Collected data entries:
------------------------------

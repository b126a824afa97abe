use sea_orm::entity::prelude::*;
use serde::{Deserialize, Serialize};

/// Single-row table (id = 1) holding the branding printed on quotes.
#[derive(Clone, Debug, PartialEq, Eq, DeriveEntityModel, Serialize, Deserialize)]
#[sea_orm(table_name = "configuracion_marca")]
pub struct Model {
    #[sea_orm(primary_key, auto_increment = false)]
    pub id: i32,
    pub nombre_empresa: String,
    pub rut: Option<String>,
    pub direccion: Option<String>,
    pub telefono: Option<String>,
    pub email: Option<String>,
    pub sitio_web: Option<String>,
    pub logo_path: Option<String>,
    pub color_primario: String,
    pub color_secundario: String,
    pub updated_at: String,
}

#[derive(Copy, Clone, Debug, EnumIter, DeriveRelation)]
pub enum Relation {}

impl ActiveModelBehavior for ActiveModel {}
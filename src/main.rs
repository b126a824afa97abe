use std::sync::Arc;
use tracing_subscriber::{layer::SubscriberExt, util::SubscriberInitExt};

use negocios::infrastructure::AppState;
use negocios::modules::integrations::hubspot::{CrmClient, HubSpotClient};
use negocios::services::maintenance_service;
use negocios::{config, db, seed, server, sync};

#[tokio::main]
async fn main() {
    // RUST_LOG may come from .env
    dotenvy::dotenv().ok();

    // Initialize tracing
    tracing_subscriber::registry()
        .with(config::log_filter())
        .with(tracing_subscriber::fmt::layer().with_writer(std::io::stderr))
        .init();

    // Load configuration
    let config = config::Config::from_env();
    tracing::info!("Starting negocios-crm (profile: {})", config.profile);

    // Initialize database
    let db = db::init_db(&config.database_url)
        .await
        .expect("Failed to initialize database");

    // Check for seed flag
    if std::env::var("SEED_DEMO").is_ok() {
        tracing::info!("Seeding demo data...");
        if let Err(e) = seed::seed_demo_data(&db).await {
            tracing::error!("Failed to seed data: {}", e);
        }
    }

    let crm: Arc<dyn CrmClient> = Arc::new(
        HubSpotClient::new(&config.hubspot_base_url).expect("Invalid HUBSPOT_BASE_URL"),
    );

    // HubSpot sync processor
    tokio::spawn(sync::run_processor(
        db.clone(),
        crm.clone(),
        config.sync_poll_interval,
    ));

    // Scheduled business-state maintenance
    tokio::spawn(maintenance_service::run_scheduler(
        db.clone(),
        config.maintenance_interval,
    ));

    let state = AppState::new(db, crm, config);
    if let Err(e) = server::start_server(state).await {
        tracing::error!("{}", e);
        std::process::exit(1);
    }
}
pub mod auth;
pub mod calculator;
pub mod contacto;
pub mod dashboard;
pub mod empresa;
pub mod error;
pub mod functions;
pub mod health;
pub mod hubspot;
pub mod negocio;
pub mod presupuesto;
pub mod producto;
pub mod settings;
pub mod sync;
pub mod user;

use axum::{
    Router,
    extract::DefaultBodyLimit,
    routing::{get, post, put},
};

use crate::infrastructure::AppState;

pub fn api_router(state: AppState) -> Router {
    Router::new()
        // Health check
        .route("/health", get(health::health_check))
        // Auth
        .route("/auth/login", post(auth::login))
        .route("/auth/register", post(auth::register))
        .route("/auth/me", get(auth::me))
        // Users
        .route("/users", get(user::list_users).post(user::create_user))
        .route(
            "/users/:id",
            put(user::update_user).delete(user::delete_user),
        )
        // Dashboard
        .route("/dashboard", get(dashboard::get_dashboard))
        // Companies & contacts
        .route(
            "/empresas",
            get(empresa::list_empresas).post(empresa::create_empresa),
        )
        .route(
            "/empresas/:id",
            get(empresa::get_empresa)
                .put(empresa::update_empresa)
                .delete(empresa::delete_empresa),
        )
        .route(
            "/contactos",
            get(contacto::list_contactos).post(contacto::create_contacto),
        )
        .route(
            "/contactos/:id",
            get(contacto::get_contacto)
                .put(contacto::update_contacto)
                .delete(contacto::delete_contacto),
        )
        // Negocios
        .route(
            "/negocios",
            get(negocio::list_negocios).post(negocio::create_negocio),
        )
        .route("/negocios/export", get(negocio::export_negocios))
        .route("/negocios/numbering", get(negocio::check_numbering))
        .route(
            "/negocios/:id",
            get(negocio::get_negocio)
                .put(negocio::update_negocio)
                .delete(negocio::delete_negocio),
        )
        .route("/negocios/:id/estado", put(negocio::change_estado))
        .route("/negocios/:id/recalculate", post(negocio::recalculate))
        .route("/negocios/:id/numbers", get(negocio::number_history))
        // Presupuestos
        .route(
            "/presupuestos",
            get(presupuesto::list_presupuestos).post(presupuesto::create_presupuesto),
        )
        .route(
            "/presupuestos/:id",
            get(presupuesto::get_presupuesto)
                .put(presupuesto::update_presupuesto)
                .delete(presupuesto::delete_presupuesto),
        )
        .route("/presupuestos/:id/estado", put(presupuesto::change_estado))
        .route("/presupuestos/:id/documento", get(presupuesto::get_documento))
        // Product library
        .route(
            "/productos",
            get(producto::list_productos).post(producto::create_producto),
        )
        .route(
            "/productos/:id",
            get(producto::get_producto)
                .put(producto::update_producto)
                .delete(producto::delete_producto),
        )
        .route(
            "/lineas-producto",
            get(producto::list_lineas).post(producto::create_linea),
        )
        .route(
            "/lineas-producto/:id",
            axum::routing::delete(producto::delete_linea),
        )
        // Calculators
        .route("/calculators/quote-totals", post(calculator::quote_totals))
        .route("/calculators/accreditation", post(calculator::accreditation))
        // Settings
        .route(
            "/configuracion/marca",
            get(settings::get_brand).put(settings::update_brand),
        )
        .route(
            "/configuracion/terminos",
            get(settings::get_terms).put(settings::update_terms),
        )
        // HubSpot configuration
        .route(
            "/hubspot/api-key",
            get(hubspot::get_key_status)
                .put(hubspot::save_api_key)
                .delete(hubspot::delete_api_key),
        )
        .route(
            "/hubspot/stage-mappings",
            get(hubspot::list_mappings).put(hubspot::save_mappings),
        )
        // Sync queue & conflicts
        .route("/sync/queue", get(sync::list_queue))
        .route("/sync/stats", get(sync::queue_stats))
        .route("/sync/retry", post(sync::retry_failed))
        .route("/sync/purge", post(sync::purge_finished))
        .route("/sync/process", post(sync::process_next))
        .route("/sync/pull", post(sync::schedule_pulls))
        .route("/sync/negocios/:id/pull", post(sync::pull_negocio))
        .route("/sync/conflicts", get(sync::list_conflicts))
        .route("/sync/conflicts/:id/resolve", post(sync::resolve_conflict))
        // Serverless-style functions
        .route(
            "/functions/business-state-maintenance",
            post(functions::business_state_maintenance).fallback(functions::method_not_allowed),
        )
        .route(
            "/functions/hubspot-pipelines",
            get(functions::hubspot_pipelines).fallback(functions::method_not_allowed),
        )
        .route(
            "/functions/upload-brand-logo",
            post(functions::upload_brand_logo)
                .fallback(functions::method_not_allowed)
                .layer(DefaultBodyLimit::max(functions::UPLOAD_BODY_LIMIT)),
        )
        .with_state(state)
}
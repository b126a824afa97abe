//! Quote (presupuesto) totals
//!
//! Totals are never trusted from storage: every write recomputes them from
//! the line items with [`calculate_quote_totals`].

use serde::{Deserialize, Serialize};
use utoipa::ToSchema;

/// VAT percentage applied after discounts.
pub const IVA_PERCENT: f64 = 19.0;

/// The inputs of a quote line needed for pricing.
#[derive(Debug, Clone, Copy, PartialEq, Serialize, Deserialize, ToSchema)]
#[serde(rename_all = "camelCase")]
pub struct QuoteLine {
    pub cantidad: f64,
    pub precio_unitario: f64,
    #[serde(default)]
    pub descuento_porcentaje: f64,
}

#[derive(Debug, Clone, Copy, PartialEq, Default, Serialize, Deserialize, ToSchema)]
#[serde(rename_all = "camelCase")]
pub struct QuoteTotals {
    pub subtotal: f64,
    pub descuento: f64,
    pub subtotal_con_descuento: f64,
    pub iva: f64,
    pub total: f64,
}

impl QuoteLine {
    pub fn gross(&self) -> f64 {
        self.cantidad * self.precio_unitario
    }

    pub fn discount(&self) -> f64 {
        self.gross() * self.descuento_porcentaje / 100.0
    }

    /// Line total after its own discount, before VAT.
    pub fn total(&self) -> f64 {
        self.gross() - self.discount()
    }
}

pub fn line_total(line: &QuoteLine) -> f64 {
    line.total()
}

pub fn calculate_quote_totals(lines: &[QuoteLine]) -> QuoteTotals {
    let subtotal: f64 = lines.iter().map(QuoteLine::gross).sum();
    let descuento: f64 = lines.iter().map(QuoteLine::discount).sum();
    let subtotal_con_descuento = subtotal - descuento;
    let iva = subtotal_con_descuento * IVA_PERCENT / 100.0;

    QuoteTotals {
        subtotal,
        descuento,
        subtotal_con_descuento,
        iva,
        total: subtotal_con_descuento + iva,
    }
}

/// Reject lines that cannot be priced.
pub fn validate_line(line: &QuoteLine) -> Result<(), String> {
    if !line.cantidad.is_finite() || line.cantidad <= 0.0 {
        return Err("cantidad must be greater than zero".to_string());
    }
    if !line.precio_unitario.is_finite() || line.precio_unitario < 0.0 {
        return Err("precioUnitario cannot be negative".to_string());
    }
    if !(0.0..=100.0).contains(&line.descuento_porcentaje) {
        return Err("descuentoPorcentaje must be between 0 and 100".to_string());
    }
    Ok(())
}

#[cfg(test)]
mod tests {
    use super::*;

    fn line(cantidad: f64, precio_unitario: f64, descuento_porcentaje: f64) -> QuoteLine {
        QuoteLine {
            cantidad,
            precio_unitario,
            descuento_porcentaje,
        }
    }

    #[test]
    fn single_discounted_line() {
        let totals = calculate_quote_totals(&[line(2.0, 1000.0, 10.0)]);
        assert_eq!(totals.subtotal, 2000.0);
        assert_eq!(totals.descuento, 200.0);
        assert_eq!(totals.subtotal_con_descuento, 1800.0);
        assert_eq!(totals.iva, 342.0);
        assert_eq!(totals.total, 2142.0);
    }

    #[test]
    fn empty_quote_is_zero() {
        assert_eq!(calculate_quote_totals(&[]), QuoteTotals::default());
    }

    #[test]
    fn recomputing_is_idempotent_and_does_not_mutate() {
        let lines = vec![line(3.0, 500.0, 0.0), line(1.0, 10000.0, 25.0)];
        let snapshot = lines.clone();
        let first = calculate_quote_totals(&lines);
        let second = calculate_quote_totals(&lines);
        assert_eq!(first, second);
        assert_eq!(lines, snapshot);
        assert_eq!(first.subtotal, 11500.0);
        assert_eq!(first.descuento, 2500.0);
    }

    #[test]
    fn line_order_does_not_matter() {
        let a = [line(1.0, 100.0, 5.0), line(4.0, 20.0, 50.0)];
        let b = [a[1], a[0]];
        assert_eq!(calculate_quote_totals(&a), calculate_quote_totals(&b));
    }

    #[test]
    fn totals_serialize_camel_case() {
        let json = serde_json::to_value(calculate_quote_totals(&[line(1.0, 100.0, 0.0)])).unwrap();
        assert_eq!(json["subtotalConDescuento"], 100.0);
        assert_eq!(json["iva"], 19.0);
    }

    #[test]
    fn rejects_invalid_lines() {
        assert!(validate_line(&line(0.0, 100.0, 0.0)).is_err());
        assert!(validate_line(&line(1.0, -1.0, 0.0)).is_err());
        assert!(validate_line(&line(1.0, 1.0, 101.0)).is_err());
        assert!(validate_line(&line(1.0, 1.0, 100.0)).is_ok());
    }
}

------------------------------

* _Goal of the exercise_: Please output exactly the lines between the one holding "assert_eq!(first.subtotal, 11500.0);" and the one holding "let b = [a[1], a[0]];" in the records above, inclusive, and nothing more.

* _Solution to this problem_:
        assert_eq!(first.subtotal, 11500.0);
        assert_eq!(first.descuento, 2500.0);
    }

    #[test]
    fn line_order_does_not_matter() {
        let a = [line(1.0, 100.0, 5.0), line(4.0, 20.0, 50.0)];
        let b = [a[1], a[0]];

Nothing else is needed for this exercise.